[Stored items]
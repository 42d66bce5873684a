/// User ↔ role grant
///
/// Each grant is soft-deletable on its own; revoking a role tombstones the
/// grant row and leaves the user and the role untouched.

use chrono::{DateTime, Utc};
use serde::{Deserialize, Serialize};
use uuid::Uuid;

use super::view::Render;
use super::EntityKind;
use crate::db::record::{ColumnValue, Record};

#[derive(Debug, Clone, PartialEq, Serialize, Deserialize, sqlx::FromRow)]
pub struct UserRole {
    pub id: Uuid,
    pub user_id: Uuid,
    pub role_id: Uuid,
    pub created_at: DateTime<Utc>,
    pub updated_at: DateTime<Utc>,
    pub deleted_at: Option<DateTime<Utc>>,
}

impl UserRole {
    pub fn new(user_id: Uuid, role_id: Uuid) -> Self {
        let now = Utc::now();
        Self {
            id: Uuid::new_v4(),
            user_id,
            role_id,
            created_at: now,
            updated_at: now,
            deleted_at: None,
        }
    }
}

impl Record for UserRole {
    const KIND: EntityKind = EntityKind::UserRole;
    const TABLE: &'static str = "user_roles";

    fn id(&self) -> Uuid {
        self.id
    }

    crate::db::record::record_timestamps!();

    fn columns(&self) -> Vec<(&'static str, ColumnValue)> {
        vec![
            ("id", self.id.into()),
            ("user_id", self.user_id.into()),
            ("role_id", self.role_id.into()),
            ("created_at", self.created_at.into()),
            ("updated_at", self.updated_at.into()),
            ("deleted_at", self.deleted_at.into()),
        ]
    }
}

#[derive(Debug, Clone, Serialize)]
pub struct UserRoleAdminView {
    pub id: Uuid,
    pub user_id: Uuid,
    pub role_id: Uuid,
    pub created_at: DateTime<Utc>,
    pub updated_at: DateTime<Utc>,
    pub deleted_at: Option<DateTime<Utc>>,
}

#[derive(Debug, Clone, Serialize)]
pub struct UserRolePublicView {
    pub user_id: Uuid,
    pub role_id: Uuid,
}

impl Render for UserRole {
    type Admin = UserRoleAdminView;
    type Public = UserRolePublicView;

    fn admin_view(&self) -> UserRoleAdminView {
        UserRoleAdminView {
            id: self.id,
            user_id: self.user_id,
            role_id: self.role_id,
            created_at: self.created_at,
            updated_at: self.updated_at,
            deleted_at: self.deleted_at,
        }
    }

    fn public_view(&self) -> UserRolePublicView {
        UserRolePublicView {
            user_id: self.user_id,
            role_id: self.role_id,
        }
    }
}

[Brief]:
Check every line of the entries above, and copy those that carry the string "crate".

[Written reply]:
use crate::db::record::{ColumnValue, Record};
    crate::db::record::record_timestamps!();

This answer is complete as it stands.